『告白』『コード・ブルー』『鎌倉殿の13人』…数多の名作を経験した女優・山谷花純の素顔
#16 山谷花純(前編)
旬まっ盛りな女優やタレントにアプローチする連載「focus on!ネクストガール」。
山谷花純(やまや・かすみ)。オーディションを経て、ドラマ『CHANGE』(2008年/フジテレビ)で女優デビュー。2015年、『手裏剣戦隊ニンニンジャー』(テレビ朝日)に“モモニンジャー”役として出演。女優としてドラマ、映画への出演を重ね、主な出演作は映画『劇場版コード・ブルー ―ドクターヘリ緊急救命―』(2018年)、映画『フェイクプラスティックプラネット』(2020年)、大河ドラマ『鎌倉殿の13人』(2022年/NHK)、『親友は悪女』(2023年/BSテレ東)など。現在、NHK連続テレビ小説『らんまん』に“宇佐美ゆう”役として出演中。植物を思わせる装いで現れた彼女に、まずは来歴から伺うことに。
「focus on!ネクストガール」
今まさに旬な方はもちろん、さらに今後輝いていく「ネクストガール」(女優、タレント、アーティスト等)を紹介していく、インタビュー連載。
地元・仙台から東京に通う、駆け出しの日々
──業界に入ったきっかけからお伺いできればと。
山谷 きっかけは、もともとお芝居に興味があって入ったわけではなく、むしろテレビの仕組みを知りたかったんです。子供のころはテレビって生放送だと思っていたんです。同じ人が一瞬でCM出演者になったり……CMの仕組み自体も理解していなかったので、なぜ同じ人が数秒間の間にまったく違う姿になるんだろう? テレビって、どのように成り立っているのかを疑問に思っていました。その疑問を解き明かすには、自分もテレビの中に入ってしまえば理解できるのではないかと思ったんです。

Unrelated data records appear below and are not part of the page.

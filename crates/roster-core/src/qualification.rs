//! Qualifications and their kinds.

use chrono::{Datelike, NaiveDate};
use serde::{Deserialize, Serialize};
use uuid::Uuid;

use crate::{
  Error, Errors, Outcome, Result,
  ability::{Ability, Capability},
  change::Change,
  contact::{authorize_person, contact_key},
  date,
  store::MembershipStore,
};

/// Export key prefix for qualification-kind columns.
pub const KEY_PREFIX: &str = "qualification_kind";

#[derive(Debug, Clone, PartialEq, Eq, Serialize, Deserialize)]
pub struct QualificationKind {
  pub kind_id:        Uuid,
  pub label:          String,
  /// Years a qualification of this kind stays valid, counted to year end.
  pub validity_years: Option<u32>,
}

impl QualificationKind {
  /// The export attribute key, e.g. `qualification_kind_first_aid`.
  pub fn key(&self) -> String { contact_key(KEY_PREFIX, &self.label) }
}

#[derive(Debug, Clone, Deserialize)]
pub struct NewQualificationKind {
  pub label:          String,
  pub validity_years: Option<u32>,
}

impl NewQualificationKind {
  pub fn build(self) -> Outcome<QualificationKind> {
    let mut errors = Errors::new();
    let label = self.label.trim().to_owned();
    if label.is_empty() {
      errors.add("label", "can't be blank");
    }
    errors.into_outcome(QualificationKind {
      kind_id: Uuid::new_v4(),
      label,
      validity_years: self.validity_years,
    })
  }
}

/// Define a new qualification kind. Kinds are global, so this needs an
/// unrestricted [`Capability::ManageGroups`].
pub async fn create_qualification_kind<S: MembershipStore>(
  store: &S,
  ability: &Ability,
  input: NewQualificationKind,
) -> Result<Outcome<QualificationKind>> {
  ability.authorize_anywhere(Capability::ManageGroups)?;
  let outcome = input.build();
  if let Outcome::Applied(kind) = &outcome {
    store
      .apply(vec![Change::InsertQualificationKind(kind.clone())])
      .await
      .map_err(Error::store)?;
    tracing::info!(
      kind_id = %kind.kind_id,
      label = %kind.label,
      "created qualification kind"
    );
  }
  Ok(outcome)
}

#[derive(Debug, Clone, PartialEq, Eq, Serialize, Deserialize)]
pub struct Qualification {
  pub qualification_id: Uuid,
  pub person_id:        Uuid,
  pub kind_id:          Uuid,
  pub start_at:         Option<NaiveDate>,
  /// `None` means the qualification never expires.
  pub finish_at:        Option<NaiveDate>,
  /// Where the qualification was earned, e.g. a course name.
  pub origin:           Option<String>,
}

impl Qualification {
  /// Active iff the validity window covers `today`.
  pub fn is_active(&self, today: NaiveDate) -> bool {
    self.start_at.is_none_or(|s| s <= today)
      && self.finish_at.is_none_or(|f| f >= today)
  }
}

/// A qualification bundled with its kind, as read for display and export.
#[derive(Debug, Clone, PartialEq, Eq, Serialize, Deserialize)]
pub struct QualificationWithKind {
  pub qualification: Qualification,
  pub kind:          QualificationKind,
}

/// The most recent qualification (by `start_at`) of each kind, ordered by
/// descending start date.
pub fn latest_per_kind(
  qualifications: &[QualificationWithKind],
) -> Vec<&QualificationWithKind> {
  let mut sorted: Vec<&QualificationWithKind> = qualifications.iter().collect();
  sorted.sort_by(|a, b| b.qualification.start_at.cmp(&a.qualification.start_at));
  let mut seen = std::collections::HashSet::new();
  sorted.retain(|q| seen.insert(q.kind.kind_id));
  sorted
}

/// Qualification input as submitted by a client.
#[derive(Debug, Clone, Deserialize)]
pub struct NewQualification {
  pub kind_id:   Uuid,
  pub start_at:  Option<String>,
  pub finish_at: Option<String>,
  pub origin:    Option<String>,
}

impl NewQualification {
  /// Build the qualification. Without an explicit finish date, kinds with a
  /// validity expire at the end of `start_at.year + validity_years`.
  pub fn build(self, person_id: Uuid, kind: &QualificationKind) -> Outcome<Qualification> {
    let mut errors = Errors::new();
    let start_at = date::parse_optional(self.start_at.as_deref());
    if start_at.is_none() {
      errors.add("start_at", "can't be blank");
    }
    let finish_at = date::parse_optional(self.finish_at.as_deref()).or_else(|| {
      let years = kind.validity_years?;
      let start = start_at?;
      NaiveDate::from_ymd_opt(start.year() + years as i32, 12, 31)
    });
    if let (Some(s), Some(f)) = (start_at, finish_at)
      && f < s
    {
      errors.add("finish_at", "must not be before start_at");
    }
    errors.into_outcome(Qualification {
      qualification_id: Uuid::new_v4(),
      person_id,
      kind_id: self.kind_id,
      start_at,
      finish_at,
      origin: self.origin.filter(|o| !o.trim().is_empty()),
    })
  }
}

/// Record a qualification for a person.
pub async fn add_qualification<S: MembershipStore>(
  store: &S,
  ability: &Ability,
  person_id: Uuid,
  input: NewQualification,
) -> Result<Outcome<QualificationWithKind>> {
  store
    .get_person(person_id)
    .await
    .map_err(Error::store)?
    .ok_or(Error::PersonNotFound(person_id))?;
  let roles = store.person_roles(person_id).await.map_err(Error::store)?;
  authorize_person(ability, person_id, &roles, date::today())?;

  let kind = store
    .get_qualification_kind(input.kind_id)
    .await
    .map_err(Error::store)?
    .ok_or(Error::QualificationKindNotFound(input.kind_id))?;

  match input.build(person_id, &kind) {
    Outcome::Applied(qualification) => {
      store
        .apply(vec![Change::InsertQualification(qualification.clone())])
        .await
        .map_err(Error::store)?;
      tracing::info!(%person_id, kind = %kind.label, "added qualification");
      Ok(Outcome::Applied(QualificationWithKind { qualification, kind }))
    }
    Outcome::Invalid(errors) => Ok(Outcome::Invalid(errors)),
  }
}

#[cfg(test)]
mod tests {
  use super::*;

  fn date(y: i32, m: u32, d: u32) -> NaiveDate {
    NaiveDate::from_ymd_opt(y, m, d).unwrap()
  }

  fn kind(label: &str, validity_years: Option<u32>) -> QualificationKind {
    QualificationKind { kind_id: Uuid::new_v4(), label: label.into(), validity_years }
  }

  fn with_kind(
    kind: &QualificationKind,
    start_at: NaiveDate,
    finish_at: Option<NaiveDate>,
  ) -> QualificationWithKind {
    QualificationWithKind {
      qualification: Qualification {
        qualification_id: Uuid::new_v4(),
        person_id: Uuid::new_v4(),
        kind_id: kind.kind_id,
        start_at: Some(start_at),
        finish_at,
        origin: None,
      },
      kind:          kind.clone(),
    }
  }

  #[test]
  fn active_window() {
    let q = with_kind(&kind("First aid", None), date(2020, 1, 1), Some(date(2022, 12, 31)));
    assert!(q.qualification.is_active(date(2022, 12, 31)));
    assert!(!q.qualification.is_active(date(2023, 1, 1)));
    assert!(!q.qualification.is_active(date(2019, 12, 31)));

    let open = with_kind(&kind("Leader", None), date(2020, 1, 1), None);
    assert!(open.qualification.is_active(date(2099, 1, 1)));
  }

  #[test]
  fn latest_wins_per_kind() {
    let first_aid = kind("First aid", Some(2));
    let leader = kind("Leader", None);
    let quals = vec![
      with_kind(&first_aid, date(2018, 5, 1), Some(date(2020, 12, 31))),
      with_kind(&leader, date(2019, 1, 1), None),
      with_kind(&first_aid, date(2021, 5, 1), Some(date(2023, 12, 31))),
    ];
    let latest = latest_per_kind(&quals);
    assert_eq!(latest.len(), 2);
    assert_eq!(latest[0].qualification.start_at, Some(date(2021, 5, 1)));
    assert_eq!(latest[1].kind.label, "Leader");
  }

  #[test]
  fn finish_derived_from_validity() {
    let k = kind("First aid", Some(2));
    let q = NewQualification {
      kind_id:   k.kind_id,
      start_at:  Some("2024-03-01".into()),
      finish_at: None,
      origin:    None,
    }
    .build(Uuid::new_v4(), &k)
    .applied()
    .unwrap();
    assert_eq!(q.finish_at, Some(date(2026, 12, 31)));
  }

  #[test]
  fn start_is_required() {
    let k = kind("Leader", None);
    let outcome = NewQualification {
      kind_id:   k.kind_id,
      start_at:  Some("not a date".into()),
      finish_at: None,
      origin:    None,
    }
    .build(Uuid::new_v4(), &k);
    assert_eq!(outcome.errors().unwrap().on("start_at").len(), 1);
  }

  #[test]
  fn kind_key() {
    assert_eq!(kind("First Aid", None).key(), "qualification_kind_first_aid");
  }
}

小学校の学活の時間で、将来の夢について話す機会がありました。そのときに私がテレビに出たいと言ったことを覚えていた担任の先生がavexのオーディションがあるよと教えてくれました。全国的なオーディションが行われるとのことで、受けてみることにしたんです。

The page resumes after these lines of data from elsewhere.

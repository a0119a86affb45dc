//! HTTP Basic authentication against the configured accounts.
//!
//! A successful login yields the account's [`Ability`], which is attached to
//! the request as an extension for the API handlers.

use std::sync::Arc;

use argon2::{Argon2, PasswordHash, PasswordVerifier};
use axum::{
  extract::{Request, State},
  http::{HeaderMap, header},
  middleware::Next,
  response::Response,
};
use base64::Engine as _;
use base64::engine::general_purpose::STANDARD as B64;
use roster_core::ability::{Ability, Capability};
use serde::Deserialize;
use uuid::Uuid;

use crate::error::Error;

/// One login and what it may do.
#[derive(Debug, Clone, Deserialize)]
pub struct Account {
  pub username:      String,
  /// PHC string produced by argon2, e.g. `$argon2id$v=19$…`
  pub password_hash: String,
  #[serde(default)]
  pub capabilities:  Vec<Capability>,
  /// Groups the capabilities apply to. Omitted means every group.
  #[serde(default)]
  pub groups:        Option<Vec<Uuid>>,
  /// The person this account belongs to, if any.
  #[serde(default)]
  pub person_id:     Option<Uuid>,
}

impl Account {
  pub fn ability(&self) -> Ability {
    let mut ability = Ability::new(self.capabilities.iter().copied());
    if let Some(groups) = &self.groups {
      ability = ability.in_groups(groups.iter().copied());
    }
    if let Some(person_id) = self.person_id {
      ability = ability.acting_as(person_id);
    }
    ability
  }
}

/// Verify the `Authorization` header and return the matching account's
/// ability.
pub fn verify_auth(headers: &HeaderMap, accounts: &[Account]) -> Result<Ability, Error> {
  let header_val = headers
    .get(header::AUTHORIZATION)
    .and_then(|v| v.to_str().ok())
    .ok_or(Error::Unauthorized)?;

  let encoded = header_val
    .strip_prefix("Basic ")
    .ok_or(Error::Unauthorized)?;

  let decoded = B64.decode(encoded).map_err(|_| Error::Unauthorized)?;
  let creds   = std::str::from_utf8(&decoded).map_err(|_| Error::Unauthorized)?;

  let (username, password) = creds.split_once(':').ok_or(Error::Unauthorized)?;

  let account = accounts
    .iter()
    .find(|a| a.username == username)
    .ok_or(Error::Unauthorized)?;

  let parsed_hash = PasswordHash::new(&account.password_hash)
    .map_err(|_| Error::Unauthorized)?;

  Argon2::default()
    .verify_password(password.as_bytes(), &parsed_hash)
    .map_err(|_| Error::Unauthorized)?;

  Ok(account.ability())
}

/// Middleware rejecting unauthenticated requests with 401.
pub async fn require_auth(
  State(accounts): State<Arc<Vec<Account>>>,
  mut req: Request,
  next: Next,
) -> Result<Response, Error> {
  let ability = verify_auth(req.headers(), &accounts).inspect_err(|_| {
    tracing::debug!(uri = %req.uri(), "rejected credentials");
  })?;
  req.extensions_mut().insert(ability);
  Ok(next.run(req).await)
}

#[cfg(test)]
mod tests {
  use argon2::{PasswordHasher, password_hash::SaltString};
  use rand_core::OsRng;

  use super::*;

  fn account(password: &str) -> Account {
    let salt = SaltString::generate(&mut OsRng);
    let hash = Argon2::default()
      .hash_password(password.as_bytes(), &salt)
      .unwrap()
      .to_string();
    Account {
      username:      "treasurer".to_string(),
      password_hash: hash,
      capabilities:  vec![Capability::Show, Capability::Finance],
      groups:        Some(vec![Uuid::from_u128(7)]),
      person_id:     None,
    }
  }

  fn headers(value: &str) -> HeaderMap {
    let mut headers = HeaderMap::new();
    headers.insert(header::AUTHORIZATION, value.parse().unwrap());
    headers
  }

  fn basic(user: &str, pass: &str) -> String {
    let encoded = B64.encode(format!("{user}:{pass}"));
    format!("Basic {encoded}")
  }

  #[test]
  fn correct_credentials_yield_the_account_ability() {
    let accounts = [account("secret")];
    let ability = verify_auth(&headers(&basic("treasurer", "secret")), &accounts)
      .unwrap();
    assert!(ability.can(Capability::Finance, Uuid::from_u128(7)));
    assert!(!ability.can(Capability::Finance, Uuid::from_u128(8)));
    assert!(!ability.can(Capability::CreateRole, Uuid::from_u128(7)));
  }

  #[test]
  fn wrong_password() {
    let accounts = [account("secret")];
    let result = verify_auth(&headers(&basic("treasurer", "wrong")), &accounts);
    assert!(matches!(result, Err(Error::Unauthorized)));
  }

  #[test]
  fn unknown_user() {
    let accounts = [account("secret")];
    let result = verify_auth(&headers(&basic("someone", "secret")), &accounts);
    assert!(matches!(result, Err(Error::Unauthorized)));
  }

  #[test]
  fn missing_header() {
    let result = verify_auth(&HeaderMap::new(), &[account("secret")]);
    assert!(matches!(result, Err(Error::Unauthorized)));
  }

  #[test]
  fn invalid_base64() {
    let result = verify_auth(&headers("Basic !!!not-base64!!!"), &[account("secret")]);
    assert!(matches!(result, Err(Error::Unauthorized)));
  }

  #[test]
  fn person_accounts_act_as_themselves() {
    let person_id = Uuid::new_v4();
    let ability = Account { person_id: Some(person_id), ..account("secret") }.ability();
    assert!(ability.can_show_person(person_id, []));
  }
}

オーディションでは、歌手、モデル、女優という3つの部門から志望動機を選ぶ必要があって……女優という職業は具体的に何をするものなのか知らなかったし、なんとなく歌もあまり好きではなく、モデルだけはある程度イメージができました。それでモデルの部門に○をつけたんですけど、身長が高くなかったので、自然な流れで女優の部門に進むことに。それをきっかけに、お芝居に触れる機会が増えていった感じですね。

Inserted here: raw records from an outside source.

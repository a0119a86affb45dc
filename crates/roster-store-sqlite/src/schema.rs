//! SQL schema for the Roster SQLite store.
//!
//! Executed once at connection startup. Future migrations will be gated on
//! `PRAGMA user_version`.

/// Full schema DDL; idempotent thanks to `CREATE TABLE IF NOT EXISTS`.
pub const SCHEMA: &str = "
PRAGMA journal_mode = WAL;
PRAGMA foreign_keys = ON;

CREATE TABLE IF NOT EXISTS groups (
    group_id       TEXT PRIMARY KEY,
    name           TEXT NOT NULL,
    group_type     TEXT NOT NULL,
    parent_id      TEXT REFERENCES groups(group_id),
    layer_group_id TEXT NOT NULL,   -- equals group_id for layers
    privacy_policy TEXT,
    created_at     TEXT NOT NULL
);

CREATE TABLE IF NOT EXISTS people (
    person_id                  TEXT PRIMARY KEY,
    first_name                 TEXT,
    last_name                  TEXT,
    nickname                   TEXT,
    company_name               TEXT,
    company                    INTEGER NOT NULL DEFAULT 0,
    email                      TEXT,
    street                     TEXT,
    housenumber                TEXT,
    zip_code                   TEXT,
    town                       TEXT,
    country                    TEXT,
    gender                     TEXT,   -- 'm' | 'w' | NULL
    birthday                   TEXT,   -- YYYY-MM-DD
    primary_group_id           TEXT REFERENCES groups(group_id),
    privacy_policy_accepted_at TEXT,
    created_at                 TEXT NOT NULL
);

CREATE TABLE IF NOT EXISTS person_tags (
    person_id TEXT NOT NULL REFERENCES people(person_id),
    tag       TEXT NOT NULL,
    PRIMARY KEY (person_id, tag)
);

CREATE TABLE IF NOT EXISTS roles (
    role_id    TEXT PRIMARY KEY,
    person_id  TEXT NOT NULL REFERENCES people(person_id),
    group_id   TEXT NOT NULL REFERENCES groups(group_id),
    role_type  TEXT NOT NULL,
    label      TEXT,
    start_on   TEXT,
    end_on     TEXT,
    created_at TEXT NOT NULL
);

-- seq keeps the insertion order of each person's accounts.
CREATE TABLE IF NOT EXISTS contact_accounts (
    seq          INTEGER PRIMARY KEY AUTOINCREMENT,
    account_id   TEXT NOT NULL UNIQUE,
    person_id    TEXT NOT NULL REFERENCES people(person_id),
    category     TEXT NOT NULL,   -- discriminant of AnyContactAccount
    label        TEXT NOT NULL,
    account_json TEXT NOT NULL    -- JSON payload (inner record only)
);

CREATE TABLE IF NOT EXISTS qualification_kinds (
    kind_id        TEXT PRIMARY KEY,
    label          TEXT NOT NULL,
    validity_years INTEGER
);

CREATE TABLE IF NOT EXISTS qualifications (
    qualification_id TEXT PRIMARY KEY,
    person_id        TEXT NOT NULL REFERENCES people(person_id),
    kind_id          TEXT NOT NULL REFERENCES qualification_kinds(kind_id),
    start_at         TEXT,
    finish_at        TEXT,
    origin           TEXT
);

CREATE TABLE IF NOT EXISTS invoices (
    invoice_id      TEXT PRIMARY KEY,
    group_id        TEXT NOT NULL REFERENCES groups(group_id),
    recipient_id    TEXT NOT NULL REFERENCES people(person_id),
    title           TEXT NOT NULL,
    items_json      TEXT NOT NULL,
    state           TEXT NOT NULL,
    sequence_number TEXT,
    issued_at       TEXT,
    sent_at         TEXT,
    due_at          TEXT,
    amount_paid     INTEGER NOT NULL DEFAULT 0,   -- cents
    created_at      TEXT NOT NULL
);

CREATE TABLE IF NOT EXISTS payments (
    seq         INTEGER PRIMARY KEY AUTOINCREMENT,
    payment_id  TEXT NOT NULL UNIQUE,
    invoice_id  TEXT NOT NULL REFERENCES invoices(invoice_id),
    amount      INTEGER NOT NULL,   -- cents
    received_at TEXT NOT NULL,
    reference   TEXT
);

CREATE INDEX IF NOT EXISTS roles_person_idx    ON roles(person_id);
CREATE INDEX IF NOT EXISTS roles_group_idx     ON roles(group_id);
CREATE INDEX IF NOT EXISTS accounts_person_idx ON contact_accounts(person_id);
CREATE INDEX IF NOT EXISTS quals_person_idx    ON qualifications(person_id);
CREATE INDEX IF NOT EXISTS payments_inv_idx    ON payments(invoice_id);

PRAGMA user_version = 1;
";
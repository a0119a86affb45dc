//! JSON REST API for Roster.
//!
//! Exposes an axum [`Router`] backed by any
//! [`roster_core::store::MembershipStore`]. Every request must carry the
//! acting [`Ability`] as a request extension; authentication is the caller's
//! responsibility.
//!
//! # Mounting
//!
//! ```rust,ignore
//! .nest("/api", roster_api::api_router(state))
//! ```

pub mod error;
pub mod export;
pub mod groups;
pub mod invoices;
pub mod people;
pub mod qualifications;
pub mod roles;

use std::sync::Arc;

use axum::{
  Router,
  routing::{get, post, put},
};
use roster_core::{
  group::GroupTypeRegistry,
  invoices::InvoiceSettings,
  roles::RoleSettings,
  store::MembershipStore,
};
use roster_export::tabular::DEFAULT_BATCH_SIZE;
use serde::Deserialize;

pub use error::ApiError;
#[doc(no_inline)]
pub use roster_core::ability::Ability;

// ─── State ───────────────────────────────────────────────────────────────────

fn default_batch_size() -> usize { DEFAULT_BATCH_SIZE }

/// Export tuning.
#[derive(Debug, Clone, Deserialize)]
pub struct ExportSettings {
  #[serde(default = "default_batch_size")]
  pub batch_size: usize,
}

impl Default for ExportSettings {
  fn default() -> Self { Self { batch_size: default_batch_size() } }
}

/// Shared state threaded through all handlers.
pub struct ApiState<S> {
  pub store:    Arc<S>,
  pub registry: Arc<GroupTypeRegistry>,
  pub roles:    Arc<RoleSettings>,
  pub invoices: Arc<InvoiceSettings>,
  pub export:   Arc<ExportSettings>,
}

impl<S> ApiState<S> {
  pub fn new(store: Arc<S>, registry: GroupTypeRegistry) -> Self {
    Self {
      store,
      registry: Arc::new(registry),
      roles: Arc::default(),
      invoices: Arc::default(),
      export: Arc::default(),
    }
  }
}

impl<S> Clone for ApiState<S> {
  fn clone(&self) -> Self {
    Self {
      store:    Arc::clone(&self.store),
      registry: Arc::clone(&self.registry),
      roles:    Arc::clone(&self.roles),
      invoices: Arc::clone(&self.invoices),
      export:   Arc::clone(&self.export),
    }
  }
}

// ─── Router ──────────────────────────────────────────────────────────────────

/// Build the API router for `state`.
///
/// The returned `Router<()>` can be nested into any parent router regardless
/// of its own state type.
pub fn api_router<S>(state: ApiState<S>) -> Router<()>
where
  S: MembershipStore + 'static,
{
  Router::new()
    // Groups
    .route("/groups", get(groups::list::<S>).post(groups::create::<S>))
    .route("/groups/{id}", get(groups::get_one::<S>))
    .route("/groups/{id}/people/export", get(export::people::<S>))
    .route("/groups/{id}/roles", post(roles::create::<S>))
    .route("/groups/{id}/invoices", post(invoices::create::<S>))
    // Roles
    .route("/roles/{id}", put(roles::update::<S>).delete(roles::destroy::<S>))
    // People
    .route("/people/{id}", get(people::get_one::<S>))
    .route("/people/{id}/tags", put(people::set_tags::<S>))
    .route("/people/{id}/contact_accounts", post(people::add_contact_account::<S>))
    .route("/people/{id}/qualifications", post(qualifications::add::<S>))
    // Qualification kinds
    .route(
      "/qualification_kinds",
      get(qualifications::list_kinds::<S>).post(qualifications::create_kind::<S>),
    )
    // Invoices
    .route("/invoices/{id}", get(invoices::get_one::<S>))
    .route("/invoices/{id}/issue", post(invoices::issue::<S>))
    .route("/invoices/{id}/send", post(invoices::send::<S>))
    .route("/invoices/{id}/remind", post(invoices::remind::<S>))
    .route("/invoices/{id}/cancel", post(invoices::cancel::<S>))
    .route("/invoices/{id}/payments", post(invoices::add_payment::<S>))
    .with_state(state)
}

#[cfg(test)]
mod tests;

──先生に勧められるかたち……珍しい、あまり聞かないですよね。
山谷 そうですね。私は倖田來未さんが大好きで、所属されている事務所のオーディションが地元の仙台でも行われると聞いたので、妹と一緒にオーディションを受けることにしました。
当時は、倖田來未さんになりたいというような憧れよりも、自分たちを楽しませてくれてかっこいい!素敵!輝いている!という感じで、ファンとして素敵だなと思っていました。
──テレビの中で輝いているというような……。
山谷 そうです、まさに。
──実際に業界に入ってみて、どうでしたか?
山谷 初めて親元を離れて東京に出てきて、大人が対等に接してくれるというか……一緒に作品づくりをするという過程を映画の現場で学んだときに、お芝居っておもしろいなと思いました。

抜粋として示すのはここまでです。